(Stored records)
━━━

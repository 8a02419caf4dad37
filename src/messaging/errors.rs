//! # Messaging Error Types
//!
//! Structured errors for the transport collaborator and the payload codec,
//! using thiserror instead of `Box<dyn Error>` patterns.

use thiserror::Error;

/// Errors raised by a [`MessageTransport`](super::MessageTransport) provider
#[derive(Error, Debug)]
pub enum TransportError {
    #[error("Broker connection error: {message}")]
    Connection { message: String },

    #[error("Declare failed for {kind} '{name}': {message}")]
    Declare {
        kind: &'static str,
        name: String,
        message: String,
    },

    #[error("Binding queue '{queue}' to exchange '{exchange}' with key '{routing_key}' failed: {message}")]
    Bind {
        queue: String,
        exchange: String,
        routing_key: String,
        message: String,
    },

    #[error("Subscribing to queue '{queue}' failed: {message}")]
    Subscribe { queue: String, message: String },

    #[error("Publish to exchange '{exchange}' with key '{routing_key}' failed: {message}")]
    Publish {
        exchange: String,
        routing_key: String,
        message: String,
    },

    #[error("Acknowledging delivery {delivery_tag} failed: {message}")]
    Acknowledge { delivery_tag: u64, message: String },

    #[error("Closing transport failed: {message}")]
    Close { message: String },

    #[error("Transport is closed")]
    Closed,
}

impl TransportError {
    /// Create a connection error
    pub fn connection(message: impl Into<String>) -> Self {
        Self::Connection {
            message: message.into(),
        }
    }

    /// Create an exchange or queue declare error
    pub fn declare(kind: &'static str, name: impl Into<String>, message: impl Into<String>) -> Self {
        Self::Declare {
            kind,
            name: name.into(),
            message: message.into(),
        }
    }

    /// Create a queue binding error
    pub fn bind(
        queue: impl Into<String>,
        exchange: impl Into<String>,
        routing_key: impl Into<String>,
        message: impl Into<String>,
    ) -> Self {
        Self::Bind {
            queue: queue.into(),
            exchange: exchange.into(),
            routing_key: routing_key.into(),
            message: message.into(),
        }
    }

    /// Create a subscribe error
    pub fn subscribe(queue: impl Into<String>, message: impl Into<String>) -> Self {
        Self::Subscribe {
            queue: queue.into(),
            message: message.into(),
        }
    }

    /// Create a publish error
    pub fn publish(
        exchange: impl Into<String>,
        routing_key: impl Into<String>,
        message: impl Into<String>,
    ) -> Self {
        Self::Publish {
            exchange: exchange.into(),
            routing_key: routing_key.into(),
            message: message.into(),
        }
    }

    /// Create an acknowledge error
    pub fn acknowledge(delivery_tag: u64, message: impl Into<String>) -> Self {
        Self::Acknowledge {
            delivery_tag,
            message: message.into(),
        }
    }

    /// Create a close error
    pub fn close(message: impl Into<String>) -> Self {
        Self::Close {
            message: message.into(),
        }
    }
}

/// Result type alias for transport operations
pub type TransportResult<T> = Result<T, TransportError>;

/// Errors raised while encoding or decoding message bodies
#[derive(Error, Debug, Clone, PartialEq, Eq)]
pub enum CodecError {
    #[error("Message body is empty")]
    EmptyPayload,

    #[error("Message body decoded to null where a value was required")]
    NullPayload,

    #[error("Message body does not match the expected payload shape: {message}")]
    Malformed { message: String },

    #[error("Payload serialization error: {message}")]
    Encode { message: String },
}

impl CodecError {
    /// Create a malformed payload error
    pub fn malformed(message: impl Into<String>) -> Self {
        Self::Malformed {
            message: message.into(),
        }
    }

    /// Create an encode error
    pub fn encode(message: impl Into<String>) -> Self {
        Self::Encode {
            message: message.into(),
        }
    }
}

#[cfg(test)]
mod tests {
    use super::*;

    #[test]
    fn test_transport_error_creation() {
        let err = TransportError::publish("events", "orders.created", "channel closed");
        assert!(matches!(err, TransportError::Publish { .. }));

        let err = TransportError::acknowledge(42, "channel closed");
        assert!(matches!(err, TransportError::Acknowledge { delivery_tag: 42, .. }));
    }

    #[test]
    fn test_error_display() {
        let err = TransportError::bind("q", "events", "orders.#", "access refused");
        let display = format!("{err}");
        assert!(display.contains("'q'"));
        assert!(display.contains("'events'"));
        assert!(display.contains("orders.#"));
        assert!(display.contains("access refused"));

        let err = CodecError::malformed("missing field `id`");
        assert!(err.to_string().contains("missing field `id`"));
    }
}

━━━

Lines holding the word "enum" in the entries above are the ones to pull out. Copy them all.

(Written reply)
pub enum TransportError {
pub enum CodecError {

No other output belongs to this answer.